use std::sync::mpsc;
use std::time::Duration;

use chatterbox::app::{App, ExitType};
use chatterbox::clock::{Clock, ManualClock};
use chatterbox::engine::{Input, Phase};
use chatterbox::host::{AssignmentContext, GameHost, HostView};
use chatterbox::runtime::{FixedTicker, PlayEvent, Runner, TestEventSource};
use chatterbox::store::{MemoryStore, PersistenceService, SqliteStore};
use chatterbox::variant::{Family, GameVariant};
use crossterm::event::{KeyCode, KeyEvent, KeyModifiers};
use serde_json::json;

fn key(c: char) -> PlayEvent {
    PlayEvent::Key(KeyEvent::new(KeyCode::Char(c), KeyModifiers::NONE))
}

/// One correct move for whatever the game is waiting on.
fn play_well<S: PersistenceService>(host: &mut GameHost<S, ManualClock>, clock: &ManualClock) {
    let Some(game) = host.game() else {
        return;
    };
    if game.phase() != Phase::AwaitingResponse {
        return;
    }
    match game.variant().family() {
        Family::Choice => {
            let target = game.current_round().unwrap().target.clone();
            host.handle_input(Input::Choose(target));
        }
        Family::Matching => {
            let board = game.board().unwrap();
            let n = board.cards().len();
            let (a, b) = (0..n)
                .filter(|i| !board.is_matched(*i))
                .find_map(|i| (0..n).find(|j| board.is_match(i, *j)).map(|j| (i, j)))
                .unwrap();
            host.handle_input(Input::Flip(a));
            host.handle_input(Input::Flip(b));
        }
        Family::SelfPaced => {
            host.handle_input(Input::Done);
        }
        Family::Recording => {
            host.handle_input(Input::StartRecording);
            clock.advance_secs(50);
            host.handle_input(Input::Done);
        }
    }
}

fn play_to_summary<S: PersistenceService>(host: &mut GameHost<S, ManualClock>, clock: &ManualClock) {
    for _ in 0..500 {
        if matches!(host.view(), HostView::Summary(_)) {
            return;
        }
        play_well(host, clock);
        clock.advance_ms(1500);
        host.on_tick();
    }
    panic!("session never finished");
}

#[test]
fn every_game_completes_with_full_marks_when_played_well() {
    for variant in GameVariant::ALL {
        for difficulty in 1..=3 {
            let clock = ManualClock::new();
            let ctx = AssignmentContext::new("p1", "Robin", variant).with_difficulty(difficulty);
            let mut host = GameHost::with_seed(ctx, MemoryStore::new(), clock.clone(), 11);
            host.start().unwrap();
            play_to_summary(&mut host, &clock);

            let HostView::Summary(result) = host.view().clone() else {
                unreachable!()
            };
            assert_eq!(result.items_completed, result.items_total, "{variant}");
            assert_eq!(result.accuracy, 100, "{variant}");
            assert_eq!(result.stars_earned, 3, "{variant}");
            assert!(result.mistakes.is_empty(), "{variant}");
            assert_eq!(host.store().sessions().len(), 1, "{variant}");
            assert_eq!(host.store().patient("p1").unwrap().total_stars, 3);
        }
    }
}

#[test]
fn headless_keys_through_runner_reach_summary() {
    let clock = ManualClock::new();
    let config = json!({
        "pairs": [
            {"target": "ship", "foil": "sip"},
            {"target": "fan", "foil": "van"}
        ]
    });
    let ctx = AssignmentContext::new("p1", "Robin", GameVariant::Discrimination).with_config(config);
    let host = GameHost::with_seed(ctx, MemoryStore::new(), clock.clone(), 2);
    let mut app = App::new(host);
    app.start();

    let (tx, rx) = mpsc::channel();
    let runner = Runner::new(
        TestEventSource::new(rx),
        FixedTicker::new(Duration::from_millis(1)),
    );

    for _ in 0..100u32 {
        if let Some(game) = app.host.game() {
            if game.phase() == Phase::AwaitingResponse {
                let round = game.current_round().unwrap();
                let idx = round.choices.iter().position(|c| *c == round.target).unwrap();
                tx.send(key(char::from(b'1' + idx as u8))).unwrap();
            }
        }
        match runner.step() {
            PlayEvent::Tick => {
                clock.advance_ms(700);
                app.on_tick();
            }
            PlayEvent::Resize => {}
            PlayEvent::Key(k) => {
                assert_eq!(app.on_key(k), ExitType::Continue);
            }
        }
        if matches!(app.host.view(), HostView::Summary(_)) {
            break;
        }
    }

    let HostView::Summary(result) = app.host.view().clone() else {
        panic!("expected summary");
    };
    assert_eq!(result.items_total, 2);
    assert_eq!(result.score, 2);
    assert_eq!(result.stars_earned, 3);
}

#[test]
fn results_land_in_sqlite_with_assignment() {
    let clock = ManualClock::new();
    let ctx = AssignmentContext::new("p7", "Kit", GameVariant::SyllableCount).with_assignment("as-3");
    let store = SqliteStore::open_in_memory().unwrap();
    let mut host = GameHost::with_seed(ctx, store, clock.clone(), 4);
    host.start().unwrap();
    play_to_summary(&mut host, &clock);
    host.play_again().unwrap();
    play_to_summary(&mut host, &clock);

    let sessions = host.store().recent_sessions("p7", 10).unwrap();
    assert_eq!(sessions.len(), 2);
    assert!(sessions.iter().all(|s| s.game_id == "syllable-count"));
    assert_eq!(sessions[0].assignment_id.as_deref(), Some("as-3"));

    let stats = host.store().patient_stats("p7").unwrap().unwrap();
    assert_eq!(stats.total_stars, 6);
    assert_eq!(stats.sessions_played, 2);
    assert_eq!(stats.last_played_at, Some(clock.wall()));
}

#[test]
fn wrong_answers_are_reported_as_mistakes() {
    let clock = ManualClock::new();
    let config = json!({"pairs": [{"target": "ship", "foil": "sip"}]});
    let ctx = AssignmentContext::new("p1", "Robin", GameVariant::Discrimination).with_config(config);
    let mut host = GameHost::with_seed(ctx, MemoryStore::new(), clock.clone(), 9);
    host.start().unwrap();
    host.handle_input(Input::Choose("sip".into()));
    clock.advance_secs(2);
    let result = host.on_tick().completed().cloned().unwrap();
    assert_eq!(result.accuracy, 0);
    assert_eq!(result.stars_earned, 0);
    assert_eq!(result.mistakes.len(), 1);
    assert_eq!(result.mistakes[0].expected, "ship");
    assert_eq!(result.mistakes[0].got, "sip");
}

#[test]
fn leaving_mid_session_saves_nothing() {
    let clock = ManualClock::new();
    let ctx = AssignmentContext::new("p1", "Robin", GameVariant::Mimicry);
    let mut host = GameHost::with_seed(ctx, MemoryStore::new(), clock.clone(), 9);
    host.start().unwrap();
    host.handle_input(Input::Done);
    host.go_back();
    clock.advance_secs(60);
    assert!(host.on_tick().is_ignored());
    assert!(host.store().sessions().is_empty());
    assert_eq!(host.view(), &HostView::Idle);
}

#[test]
fn malformed_config_plays_built_in_content() {
    let clock = ManualClock::new();
    let ctx = AssignmentContext::new("p1", "Robin", GameVariant::TongueTwister)
        .with_config(json!({"twisters": "not a list"}));
    let mut host = GameHost::with_seed(ctx, MemoryStore::new(), clock.clone(), 1);
    host.start().unwrap();
    play_to_summary(&mut host, &clock);
    assert_eq!(host.store().sessions().len(), 1);
}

= = = = =

TASK PROMPT —
Copy every line of the records above that contains "MemoryStore".

EXERCISE RESPONSE —
use chatterbox::store::{MemoryStore, PersistenceService, SqliteStore};
            let mut host = GameHost::with_seed(ctx, MemoryStore::new(), clock.clone(), 11);
    let host = GameHost::with_seed(ctx, MemoryStore::new(), clock.clone(), 2);
    let mut host = GameHost::with_seed(ctx, MemoryStore::new(), clock.clone(), 9);
    let mut host = GameHost::with_seed(ctx, MemoryStore::new(), clock.clone(), 9);
    let mut host = GameHost::with_seed(ctx, MemoryStore::new(), clock.clone(), 1);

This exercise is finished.